Eavesdropping at Evensong

I don’t really like choral music. Over the years, I ve shared this view quite forcefully and frequently with Jack, who irritates me to distraction by subjecting me to his dreary organ dirges far too often for my liking. But it’s not something I often admit publicly- in case it makes me look like a bad person… Certainly uncultured, uncouth and a big Philistine, according to my husband, who probably last listened to something post-the Baroque period on our first date 15 years ago.

Cranking up ‘No Angel’ as he drove me home from dinner, he pretended to like Dido, possibly to woo me. If I’d opened his glovebox, I would have understood from the millions of classical music CDs that Dido was not actually his first love (not the modern one anyway, maybe Henry Purcell’s).

He proposed soon afterwards, perhaps hoping I wouldn’t notice that it would be a cacophony of cataclysmic proportions once we both started playing our favorite tunes. Bach and Bananarama don’t really mix. Handel and modern worship guitars not so much either.

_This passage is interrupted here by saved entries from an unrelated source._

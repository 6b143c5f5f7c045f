//! Reading entries from JSON or YAML files

use color_eyre::eyre::{Result, WrapErr};
use entries::{ComputedEntry, Energy, EnergyUnit};
use std::fs;
use std::path::Path;
use tracing::info;

/// Load a list of entries, converting their energies from `unit` to eV.
///
/// Files ending in `.yaml` or `.yml` are read as YAML, anything else as
/// JSON. Adjustments already present on the entries must be in eV.
pub fn load_entries(path: &str, unit: EnergyUnit) -> Result<Vec<ComputedEntry>> {
    let content = fs::read_to_string(path)
        .wrap_err_with(|| format!("Unable to read entries file: {}", path))?;

    let is_yaml = Path::new(path)
        .extension()
        .and_then(|ext| ext.to_str())
        .is_some_and(|ext| matches!(ext.to_lowercase().as_str(), "yaml" | "yml"));

    let mut entries: Vec<ComputedEntry> = if is_yaml {
        serde_yml::from_str(&content).wrap_err("Failed to parse entries file")?
    } else {
        serde_json::from_str(&content).wrap_err("Failed to parse entries file")?
    };

    if unit != EnergyUnit::Ev {
        info!("Converting entry energies from {} to eV", unit);
        for entry in &mut entries {
            entry.uncorrected_energy = Energy::new(entry.uncorrected_energy, unit).as_ev();
        }
    }

    info!("Loaded {} entries from {}", entries.len(), path);
    Ok(entries)
}

#[cfg(test)]
mod tests {
    use super::*;
    use approx::assert_relative_eq;

    fn write_temp(name: &str, content: &str) -> String {
        let path = std::env::temp_dir().join(format!("compat-{}-{}", std::process::id(), name));
        fs::write(&path, content).unwrap();
        path.display().to_string()
    }

    #[test]
    fn test_load_json_in_hartree() {
        let path = write_temp(
            "entries.json",
            r#"[{"entry_id": "mp-1", "composition": "Fe2O3", "energy": -1.0,
                 "parameters": {"run_type": "GGA+U", "hubbards": {"Fe": 5.3}}}]"#,
        );
        let entries = load_entries(&path, EnergyUnit::Hartree).unwrap();
        assert_eq!(entries.len(), 1);
        assert_relative_eq!(entries[0].uncorrected_energy, -27.211386245988, epsilon = 1e-9);
        assert_eq!(entries[0].parameters.hubbard("Fe"), 5.3);
        fs::remove_file(path).unwrap();
    }

    #[test]
    fn test_load_yaml() {
        let path = write_temp(
            "entries.yaml",
            "- composition: {Na: 1, Cl: 1}\n  uncorrected_energy: -7.0\n",
        );
        let entries = load_entries(&path, EnergyUnit::Ev).unwrap();
        assert_eq!(entries[0].reduced_formula(), "NaCl");
        fs::remove_file(path).unwrap();
    }
}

It would take a gifted DJ to splice these together (but maybe someone should try?!)

So how did I find myself willingy and voluntarily at St Paul’s evensong recently, all alone, agreeing to go in when the vibrant fun of London lay beyond, a very long service sheet being pressed into my hands, warning me that I would be listening for quite some while to the old organ pipes?

I have sat through the odd night of choral stuff for Jack over the years, shivering in some draughty old church, trying to get it. But I ve never really engaged with it. I start to hyperventilate a bit when I see it’s a choir that’s going to repeat every line 20 times more than is written out on the song sheet, experiencing the kind of fear I get when people suggest that I might like to do a telethon of ‘The Lord of the Rings’ cycle or Harry Potter films.

And yet lately, when I walk past a cathedral, almost any cathedral, I am drawn into it. It’s like there’s a magnet in there or a silent voice calling me out of the noise of the street and into the silence, beauty and ancient stones of something old, something that’s stood the test of time. It’s happened in London near Fleet St, most persistently by Southwark Cathedral, even at at a distance of several miles, and on holidays where little Catholic chapels are tucked away around seemingly every corner and I go sloping off towards them.

Whats going on?! Is it just the lack of church buildings where we currently live that propels me inside when I stumble across them. That’s probably part of it but not the whole answer. I spent quite large chunks of my childhood in older, more traditional churches, in school assemblies framed by lofty hymns. I know these places and as I grew up, they grew dusty, distant and out of date for a teenager wanting to ditch liturgy and set formats. And then over-familiarity bred, if not contempt, a lack of interest.

I have wondered if the way my feet start marching me past enticing shop windows and coffee places into ancient places of worship marks the tipping point into middle age. Do we start harking back to the hallmarks of our childhood once we find ourselves standing at an increasing gulf from those earlier days, as we edge towards a greater sense of our own mortality?

This isn’t meant to depress. I think it’s beautiful that the things parents, mentors and teachers sowed into our lives early on can start to bear fruit decades later (provided they were good lessons, obviously), especially where we may have appeared to reject and shun those people’s best efforts to guide and help us at the time.

Nostalgia may play a role but it’s not the whole answer. When I moved away from the older ways of connecting with faith, I also parted company with the idea that the fabric of a place of worship is important. I no longer cared whether it was a school hall or a sixteenth century chapel. The Bible makes it clear that the word ‘church’ refers to its people, not the bricks and mortar where they meet. I still believe that now- nostalgia hasn’t changed my mind. I don’t think the building of a church is magical or mystical- that there’s more of god in a church than, say, a pub. God is, in my understanding, everywhere.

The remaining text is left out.